Assignment: Retype each line of the listing below, word for word.

Records for processing:
^^^^^^^^

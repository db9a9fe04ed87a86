//! Field descriptors: the declarative unit operators submit for an entity type.

use serde::{Deserialize, Serialize};
use std::fmt;

/// Nominal primitive type of a field as declared by the operator.
#[derive(Debug, Clone, Copy, PartialEq, Eq, Hash, PartialOrd, Ord, Serialize, Deserialize)]
#[serde(rename_all = "lowercase")]
pub enum PrimitiveType {
    String,
    Number,
    Boolean,
    Date,
    Object,
    Array,
}

impl PrimitiveType {
    pub fn as_str(&self) -> &'static str {
        match self {
            PrimitiveType::String => "string",
            PrimitiveType::Number => "number",
            PrimitiveType::Boolean => "boolean",
            PrimitiveType::Date => "date",
            PrimitiveType::Object => "object",
            PrimitiveType::Array => "array",
        }
    }
}

impl fmt::Display for PrimitiveType {
    fn fmt(&self, f: &mut fmt::Formatter<'_>) -> fmt::Result {
        f.write_str(self.as_str())
    }
}

/// Declarative metadata for one field of an entity type.
///
/// Pure data. The schema compiler turns it into a tagged storage kind
/// (scalar, enum, relation, media or secret).
#[derive(Debug, Clone, PartialEq, Eq, Hash, Serialize, Deserialize)]
#[serde(rename_all = "camelCase")]
pub struct FieldDescriptor {
    pub name: String,
    pub primitive_type: PrimitiveType,
    /// Opaque presentation hint ("text", "select", "password", "image", ...)
    #[serde(default)]
    pub ui_hint: String,
    #[serde(default)]
    pub required: bool,
    #[serde(default, skip_serializing_if = "Vec::is_empty")]
    pub enum_values: Vec<String>,
    /// Name of another entity type; presence makes this a relation field
    #[serde(default, skip_serializing_if = "Option::is_none")]
    pub relation_target: Option<String>,
}

impl FieldDescriptor {
    pub fn new(name: impl Into<String>, primitive_type: PrimitiveType) -> Self {
        Self {
            name: name.into(),
            primitive_type,
            ui_hint: String::new(),
            required: false,
            enum_values: Vec::new(),
            relation_target: None,
        }
    }

    pub fn string(name: impl Into<String>) -> Self {
        Self::new(name, PrimitiveType::String)
    }

    /// Relation field targeting `target`, declared as an array of references.
    pub fn relation(name: impl Into<String>, target: impl Into<String>) -> Self {
        Self::new(name, PrimitiveType::Array)
            .with_hint("relation")
            .with_relation_target(target)
    }

    pub fn required(mut self) -> Self {
        self.required = true;
        self
    }

    pub fn with_hint(mut self, ui_hint: impl Into<String>) -> Self {
        self.ui_hint = ui_hint.into();
        self
    }

    pub fn with_enum_values<I, S>(mut self, values: I) -> Self
    where
        I: IntoIterator<Item = S>,
        S: Into<String>,
    {
        self.enum_values = values.into_iter().map(Into::into).collect();
        self
    }

    pub fn with_relation_target(mut self, target: impl Into<String>) -> Self {
        self.relation_target = Some(target.into());
        self
    }

    pub fn is_relation(&self) -> bool {
        self.relation_target.is_some()
    }
}

#[cfg(test)]
mod tests {
    use super::*;

    #[test]
    fn deserializes_camel_case_with_defaults() {
        let field: FieldDescriptor = serde_json::from_str(
            r#"{"name":"authors","primitiveType":"array","relationTarget":"author"}"#,
        )
        .unwrap();

        assert_eq!(field.name, "authors");
        assert_eq!(field.primitive_type, PrimitiveType::Array);
        assert_eq!(field.relation_target.as_deref(), Some("author"));
        assert!(!field.required);
        assert!(field.enum_values.is_empty());
        assert_eq!(field.ui_hint, "");
    }

    #[test]
    fn serialization_skips_empty_optionals() {
        let json = serde_json::to_value(FieldDescriptor::string("title").required()).unwrap();
        assert_eq!(
            json,
            serde_json::json!({
                "name": "title",
                "primitiveType": "string",
                "uiHint": "",
                "required": true
            })
        );
    }
}
//! Read surface of the generated CRUD plan.

use serde::{Deserialize, Serialize};

use crate::Document;

/// Query parameters accepted by a generated read operation.
///
/// Mirrors the HTTP surface one-to-one: every member is optional and kept in
/// its raw textual form until the executor interprets it against a compiled
/// handle.
#[derive(Debug, Clone, Default, PartialEq, Eq, Serialize, Deserialize)]
pub struct ReadQuery {
    /// Fetch a single instance by id; all other parameters except `fields`
    /// and `populate` are ignored
    pub id: Option<String>,
    /// 1-based page number
    pub page: Option<u64>,
    pub limit: Option<u64>,
    /// Free-text term matched against the searchable field set
    pub search: Option<String>,
    /// Comma-separated field names, leading `-` for descending
    pub sort: Option<String>,
    /// Comma-separated projection
    pub fields: Option<String>,
    /// JSON object of field -> value (or range object)
    pub filter: Option<String>,
    /// Comma-separated relation field names to expand
    pub populate: Option<String>,
}

impl ReadQuery {
    pub fn by_id(id: impl Into<String>) -> Self {
        Self {
            id: Some(id.into()),
            ..Self::default()
        }
    }

    pub fn search(term: impl Into<String>) -> Self {
        Self {
            search: Some(term.into()),
            ..Self::default()
        }
    }
}

#[derive(Debug, Clone, PartialEq, Serialize, Deserialize)]
pub struct Page {
    pub items: Vec<Document>,
    pub total: usize,
    pub page: usize,
    pub limit: usize,
    pub total_pages: usize,
}

#[derive(Debug, Clone, PartialEq, Serialize, Deserialize)]
#[serde(untagged)]
pub enum ReadResult {
    One(Document),
    Page(Page),
}

impl ReadResult {
    pub fn into_page(self) -> Option<Page> {
        match self {
            ReadResult::Page(page) => Some(page),
            ReadResult::One(_) => None,
        }
    }

    pub fn into_document(self) -> Option<Document> {
        match self {
            ReadResult::One(doc) => Some(doc),
            ReadResult::Page(_) => None,
        }
    }
}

^^^^^^^^

Expected output:
repository db9a9fe04ed87a86
//! Field descriptors: the declarative unit operators submit for an entity type.

use serde::{Deserialize, Serialize};
use std::fmt;

/// Nominal primitive type of a field as declared by the operator.
#[derive(Debug, Clone, Copy, PartialEq, Eq, Hash, PartialOrd, Ord, Serialize, Deserialize)]
#[serde(rename_all = "lowercase")]
pub enum PrimitiveType {
    String,
    Number,
    Boolean,
    Date,
    Object,
    Array,
}

impl PrimitiveType {
    pub fn as_str(&self) -> &'static str {
        match self {
            PrimitiveType::String => "string",
            PrimitiveType::Number => "number",
            PrimitiveType::Boolean => "boolean",
            PrimitiveType::Date => "date",
            PrimitiveType::Object => "object",
            PrimitiveType::Array => "array",
        }
    }
}

impl fmt::Display for PrimitiveType {
    fn fmt(&self, f: &mut fmt::Formatter<'_>) -> fmt::Result {
        f.write_str(self.as_str())
    }
}

/// Declarative metadata for one field of an entity type.
///
/// Pure data. The schema compiler turns it into a tagged storage kind
/// (scalar, enum, relation, media or secret).
#[derive(Debug, Clone, PartialEq, Eq, Hash, Serialize, Deserialize)]
#[serde(rename_all = "camelCase")]
pub struct FieldDescriptor {
    pub name: String,
    pub primitive_type: PrimitiveType,
    /// Opaque presentation hint ("text", "select", "password", "image", ...)
    #[serde(default)]
    pub ui_hint: String,
    #[serde(default)]
    pub required: bool,
    #[serde(default, skip_serializing_if = "Vec::is_empty")]
    pub enum_values: Vec<String>,
    /// Name of another entity type; presence makes this a relation field
    #[serde(default, skip_serializing_if = "Option::is_none")]
    pub relation_target: Option<String>,
}

impl FieldDescriptor {
    pub fn new(name: impl Into<String>, primitive_type: PrimitiveType) -> Self {
        Self {
            name: name.into(),
            primitive_type,
            ui_hint: String::new(),
            required: false,
            enum_values: Vec::new(),
            relation_target: None,
        }
    }

    pub fn string(name: impl Into<String>) -> Self {
        Self::new(name, PrimitiveType::String)
    }

    /// Relation field targeting `target`, declared as an array of references.
    pub fn relation(name: impl Into<String>, target: impl Into<String>) -> Self {
        Self::new(name, PrimitiveType::Array)
            .with_hint("relation")
            .with_relation_target(target)
    }

    pub fn required(mut self) -> Self {
        self.required = true;
        self
    }

    pub fn with_hint(mut self, ui_hint: impl Into<String>) -> Self {
        self.ui_hint = ui_hint.into();
        self
    }

    pub fn with_enum_values<I, S>(mut self, values: I) -> Self
    where
        I: IntoIterator<Item = S>,
        S: Into<String>,
    {
        self.enum_values = values.into_iter().map(Into::into).collect();
        self
    }

    pub fn with_relation_target(mut self, target: impl Into<String>) -> Self {
        self.relation_target = Some(target.into());
        self
    }

    pub fn is_relation(&self) -> bool {
        self.relation_target.is_some()
    }
}

#[cfg(test)]
mod tests {
    use super::*;

    #[test]
    fn deserializes_camel_case_with_defaults() {
        let field: FieldDescriptor = serde_json::from_str(
            r#"{"name":"authors","primitiveType":"array","relationTarget":"author"}"#,
        )
        .unwrap();

        assert_eq!(field.name, "authors");
        assert_eq!(field.primitive_type, PrimitiveType::Array);
        assert_eq!(field.relation_target.as_deref(), Some("author"));
        assert!(!field.required);
        assert!(field.enum_values.is_empty());
        assert_eq!(field.ui_hint, "");
    }

    #[test]
    fn serialization_skips_empty_optionals() {
        let json = serde_json::to_value(FieldDescriptor::string("title").required()).unwrap();
        assert_eq!(
            json,
            serde_json::json!({
                "name": "title",
                "primitiveType": "string",
                "uiHint": "",
                "required": true
            })
        );
    }
}
//! Read surface of the generated CRUD plan.

use serde::{Deserialize, Serialize};

use crate::Document;

/// Query parameters accepted by a generated read operation.
///
/// Mirrors the HTTP surface one-to-one: every member is optional and kept in
/// its raw textual form until the executor interprets it against a compiled
/// handle.
#[derive(Debug, Clone, Default, PartialEq, Eq, Serialize, Deserialize)]
pub struct ReadQuery {
    /// Fetch a single instance by id; all other parameters except `fields`
    /// and `populate` are ignored
    pub id: Option<String>,
    /// 1-based page number
    pub page: Option<u64>,
    pub limit: Option<u64>,
    /// Free-text term matched against the searchable field set
    pub search: Option<String>,
    /// Comma-separated field names, leading `-` for descending
    pub sort: Option<String>,
    /// Comma-separated projection
    pub fields: Option<String>,
    /// JSON object of field -> value (or range object)
    pub filter: Option<String>,
    /// Comma-separated relation field names to expand
    pub populate: Option<String>,
}

impl ReadQuery {
    pub fn by_id(id: impl Into<String>) -> Self {
        Self {
            id: Some(id.into()),
            ..Self::default()
        }
    }

    pub fn search(term: impl Into<String>) -> Self {
        Self {
            search: Some(term.into()),
            ..Self::default()
        }
    }
}

#[derive(Debug, Clone, PartialEq, Serialize, Deserialize)]
pub struct Page {
    pub items: Vec<Document>,
    pub total: usize,
    pub page: usize,
    pub limit: usize,
    pub total_pages: usize,
}

#[derive(Debug, Clone, PartialEq, Serialize, Deserialize)]
#[serde(untagged)]
pub enum ReadResult {
    One(Document),
    Page(Page),
}

impl ReadResult {
    pub fn into_page(self) -> Option<Page> {
        match self {
            ReadResult::Page(page) => Some(page),
            ReadResult::One(_) => None,
        }
    }

    pub fn into_document(self) -> Option<Document> {
        match self {
            ReadResult::One(doc) => Some(doc),
            ReadResult::Page(_) => None,
        }
    }
}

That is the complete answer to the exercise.